# What you have to do:
Copy each line of the entries that contains the word "Result".

# Information given:
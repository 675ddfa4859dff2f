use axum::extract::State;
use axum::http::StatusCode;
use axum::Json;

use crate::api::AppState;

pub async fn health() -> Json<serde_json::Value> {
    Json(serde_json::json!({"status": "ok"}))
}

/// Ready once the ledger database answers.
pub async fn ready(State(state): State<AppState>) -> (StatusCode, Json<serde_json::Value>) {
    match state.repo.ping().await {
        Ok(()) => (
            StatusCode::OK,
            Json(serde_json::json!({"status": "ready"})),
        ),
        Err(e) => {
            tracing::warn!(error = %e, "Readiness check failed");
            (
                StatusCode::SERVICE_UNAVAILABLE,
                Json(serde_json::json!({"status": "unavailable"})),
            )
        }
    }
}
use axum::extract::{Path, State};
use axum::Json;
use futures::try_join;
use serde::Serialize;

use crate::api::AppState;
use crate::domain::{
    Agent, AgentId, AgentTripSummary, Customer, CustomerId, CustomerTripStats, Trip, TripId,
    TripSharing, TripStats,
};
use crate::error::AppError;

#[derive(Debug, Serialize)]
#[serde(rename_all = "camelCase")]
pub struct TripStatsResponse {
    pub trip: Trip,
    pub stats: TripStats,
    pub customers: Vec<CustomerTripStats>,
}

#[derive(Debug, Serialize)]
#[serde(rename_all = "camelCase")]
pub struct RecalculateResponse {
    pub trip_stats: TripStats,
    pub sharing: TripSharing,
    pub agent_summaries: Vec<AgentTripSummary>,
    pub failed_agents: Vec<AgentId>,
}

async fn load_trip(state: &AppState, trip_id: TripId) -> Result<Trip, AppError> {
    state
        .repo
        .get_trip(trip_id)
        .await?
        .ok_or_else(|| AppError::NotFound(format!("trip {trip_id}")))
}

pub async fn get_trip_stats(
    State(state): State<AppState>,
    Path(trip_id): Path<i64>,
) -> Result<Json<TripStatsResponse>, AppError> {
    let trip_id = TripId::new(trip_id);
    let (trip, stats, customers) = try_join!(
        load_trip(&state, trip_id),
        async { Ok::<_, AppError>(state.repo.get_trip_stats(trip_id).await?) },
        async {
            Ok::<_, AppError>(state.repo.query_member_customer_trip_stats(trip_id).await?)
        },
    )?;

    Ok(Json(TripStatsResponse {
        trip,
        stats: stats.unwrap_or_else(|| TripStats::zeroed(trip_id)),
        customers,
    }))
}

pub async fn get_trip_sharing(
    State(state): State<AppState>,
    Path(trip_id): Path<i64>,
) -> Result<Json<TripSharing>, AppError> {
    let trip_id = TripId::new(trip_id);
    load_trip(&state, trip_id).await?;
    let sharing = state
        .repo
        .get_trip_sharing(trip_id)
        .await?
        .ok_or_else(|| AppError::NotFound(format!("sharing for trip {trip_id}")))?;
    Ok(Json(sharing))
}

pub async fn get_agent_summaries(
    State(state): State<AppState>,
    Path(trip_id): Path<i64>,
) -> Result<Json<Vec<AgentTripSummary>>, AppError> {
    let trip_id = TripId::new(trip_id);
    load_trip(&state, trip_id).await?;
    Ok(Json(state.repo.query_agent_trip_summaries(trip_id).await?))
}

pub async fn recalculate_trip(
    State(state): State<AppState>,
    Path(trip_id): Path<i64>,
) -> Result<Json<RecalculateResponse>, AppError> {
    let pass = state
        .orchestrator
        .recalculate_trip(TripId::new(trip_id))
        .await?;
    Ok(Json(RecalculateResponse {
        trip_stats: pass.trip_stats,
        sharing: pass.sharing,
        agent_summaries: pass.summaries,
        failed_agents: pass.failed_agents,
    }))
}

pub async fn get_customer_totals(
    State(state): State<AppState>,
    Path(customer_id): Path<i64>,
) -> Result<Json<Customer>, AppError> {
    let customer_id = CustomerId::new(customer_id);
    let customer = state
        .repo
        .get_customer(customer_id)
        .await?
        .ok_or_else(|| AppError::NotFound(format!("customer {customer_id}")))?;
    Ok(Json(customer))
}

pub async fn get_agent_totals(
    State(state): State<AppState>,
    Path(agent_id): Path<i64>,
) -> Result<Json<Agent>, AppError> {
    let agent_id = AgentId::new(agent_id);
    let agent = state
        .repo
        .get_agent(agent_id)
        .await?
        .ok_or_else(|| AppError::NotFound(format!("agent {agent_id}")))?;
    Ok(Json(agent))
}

# Solution below:
async fn load_trip(state: &AppState, trip_id: TripId) -> Result<Trip, AppError> {
) -> Result<Json<TripStatsResponse>, AppError> {
) -> Result<Json<TripSharing>, AppError> {
) -> Result<Json<Vec<AgentTripSummary>>, AppError> {
) -> Result<Json<RecalculateResponse>, AppError> {
) -> Result<Json<Customer>, AppError> {
) -> Result<Json<Agent>, AppError> {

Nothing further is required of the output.